If you’re thinking of applying to one of University of Edinburgh’s many Geoscience Masters and you’re coming from a completely different background (e.g. an Arts degree), here are 3 things to consider before making the switch:
1. Learning Curve
The jump from your Bachelor’s degree to a Geoscience Masters really depends on the subject of your current major and what you wish to apply to. For me, I knew I wanted to study something related to the environment, but I also did not want to do anything too heavy on science. The Environment, Culture and Society MSc provides a nice balance of modules which comprises of human geography and Humanities. While the style of writing is different from a literary essay, it is still something that I could adapt from my Bachelor’s experience and repurpose in my Geoscience papers.
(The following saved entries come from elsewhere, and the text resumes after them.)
use axum::{
    Extension, Json,
    extract::{Path, Query, State},
    http::StatusCode,
    response::IntoResponse,
};
use chrono::Utc;
use serde::Deserialize;
use serde_json::json;
use tracing::info;
use uuid::Uuid;

use agora_db::models::{MessageWithAuthorRow, format_timestamp, parse_timestamp};
use agora_types::api::{
    Claims, CreateRoomRequest, MessageResponse, PublicRoom, RoomMember, RoomSummary,
};

use crate::{AppState, blocking};

const MAX_PAGE: u32 = 200;

#[derive(Debug, Deserialize)]
pub struct MessageQuery {
    #[serde(default = "default_limit")]
    pub limit: u32,
    /// Cursor: `created_at` (RFC 3339) of the oldest message already seen.
    pub before: Option<String>,
    /// Id of that message. Without it the cursor skips its whole timestamp.
    pub before_id: Option<Uuid>,
}

fn default_limit() -> u32 {
    50
}

pub async fn public_rooms(State(state): State<AppState>) -> Result<Json<Vec<PublicRoom>>, StatusCode> {
    let rooms = blocking(&state, |db| {
        db.list_public_rooms()?
            .into_iter()
            .map(|(row, _)| {
                let room = row.into_room()?;
                Ok(PublicRoom {
                    id: room.id,
                    name: room.name,
                })
            })
            .collect::<anyhow::Result<Vec<_>>>()
    })
    .await?;

    Ok(Json(rooms))
}

pub async fn list_rooms(State(state): State<AppState>) -> Result<Json<Vec<RoomSummary>>, StatusCode> {
    let rooms = blocking(&state, |db| {
        db.list_public_rooms()?
            .into_iter()
            .map(|(row, member_count)| {
                let room = row.into_room()?;
                Ok(RoomSummary {
                    id: room.id,
                    name: room.name,
                    description: room.description,
                    created_at: room.created_at,
                    member_count,
                })
            })
            .collect::<anyhow::Result<Vec<_>>>()
    })
    .await?;

    Ok(Json(rooms))
}

/// Create a public room. Names are stored trimmed and lowercased; the
/// creator becomes its owner and first member.
pub async fn create_room(
    State(state): State<AppState>,
    Extension(claims): Extension<Claims>,
    Json(req): Json<CreateRoomRequest>,
) -> Result<impl IntoResponse, StatusCode> {
    let name = req.name.trim().to_lowercase();
    if name.is_empty() {
        return Err(StatusCode::BAD_REQUEST);
    }
    let description = req
        .description
        .map(|d| d.trim().to_string())
        .filter(|d| !d.is_empty());

    let room_name = name.clone();
    let room = blocking(&state, move |db| {
        if db.room_name_taken(&room_name)? {
            return Ok(None);
        }
        let row = db.create_room(
            &Uuid::new_v4().to_string(),
            &room_name,
            description.as_deref(),
            &claims.sub.to_string(),
            &format_timestamp(Utc::now()),
        )?;
        row.into_room().map(Some)
    })
    .await?
    .ok_or(StatusCode::CONFLICT)?;

    info!("Room '{}' ({}) created", room.name, room.id);
    Ok((StatusCode::CREATED, Json(room)))
}

/// A page of room history in chronological order, newest page first.
pub async fn room_messages(
    State(state): State<AppState>,
    Path(room_id): Path<Uuid>,
    Query(query): Query<MessageQuery>,
) -> Result<Json<Vec<MessageResponse>>, StatusCode> {
    let limit = query.limit.clamp(1, MAX_PAGE);
    let before = query
        .before
        .as_deref()
        .map(|raw| parse_timestamp(raw).map(format_timestamp))
        .transpose()
        .map_err(|_| StatusCode::BAD_REQUEST)?;

    let before_id = query.before_id.map(|id| id.to_string());

    let messages = blocking(&state, move |db| {
        let mut rows = db.get_room_messages(
            &room_id.to_string(),
            limit,
            before.as_deref(),
            before_id.as_deref(),
        )?;
        rows.reverse();
        rows.into_iter()
            .map(message_response)
            .collect::<anyhow::Result<Vec<_>>>()
    })
    .await?;

    Ok(Json(messages))
}

/// Persisted members of a room. Unknown rooms are 404.
pub async fn room_members(
    State(state): State<AppState>,
    Path(room_id): Path<Uuid>,
) -> Result<Json<Vec<RoomMember>>, StatusCode> {
    let members = blocking(&state, move |db| {
        let id = room_id.to_string();
        if !db.room_exists(&id)? {
            return Ok(None);
        }
        db.get_room_members(&id)?
            .into_iter()
            .map(|row| row.into_member())
            .collect::<anyhow::Result<Vec<_>>>()
            .map(Some)
    })
    .await?
    .ok_or(StatusCode::NOT_FOUND)?;

    Ok(Json(members))
}

/// Persist the caller's membership without subscribing any live session.
/// Repeat joins succeed.
pub async fn join_room(
    State(state): State<AppState>,
    Extension(claims): Extension<Claims>,
    Path(room_id): Path<Uuid>,
) -> Result<Json<serde_json::Value>, StatusCode> {
    let added = blocking(&state, move |db| {
        let id = room_id.to_string();
        if !db.room_exists(&id)? {
            return Ok(None);
        }
        db.add_room_member(&id, &claims.sub.to_string(), &format_timestamp(Utc::now()))
            .map(Some)
    })
    .await?
    .ok_or(StatusCode::NOT_FOUND)?;

    if added {
        info!("User {} became a member of {}", claims.sub, room_id);
    }
    Ok(Json(json!({ "joined": true })))
}

fn message_response(row: MessageWithAuthorRow) -> anyhow::Result<MessageResponse> {
    let message = row.message.into_message()?;
    Ok(MessageResponse {
        id: message.id,
        room_id: message.room_id,
        user_id: message.user_id,
        content: message.content,
        message_type: message.message_type,
        edited: message.edited,
        edited_at: message.edited_at,
        created_at: message.created_at,
        username: row.username,
        avatar_color: row.avatar_color,
    })
}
Pro tip: Don’t toss all your undergrad experience away just yet! Look for ways you can carry forward transferable skills into your Masters degree.
2. Look at the Programme Structure
I can’t stress enough how much the modules will determine your learning experience. Get a sense of how each programme is like by looking at the available modules and programme structure. For me, I knew Environment, Culture and Society was the one I wanted to apply to when I got really exciting reading all the module descriptions. But it’s not only about what interests you, it’s also about knowing what types of modules are within your capability to comprehend. For example, Environmental Geochemistry may sound interesting, but if I know nothing about science and chemistry, I won’t be choosing my Masters course based on this one module.
3. Life After Masters
If you’re like me, this may be the last thing you want to think about—but you have to consider where you want your Masters degree to take you. Personally, after one year in marketing, I knew commercial marketing was not for me. So, knowing that I am passionate about environment and sustainability, my goal is to switch careers to be more involved in environmental work. Thinking about your future career trajectory doesn’t need to be a grand plan detailing every decision right to a T, but a general idea is a good starting point.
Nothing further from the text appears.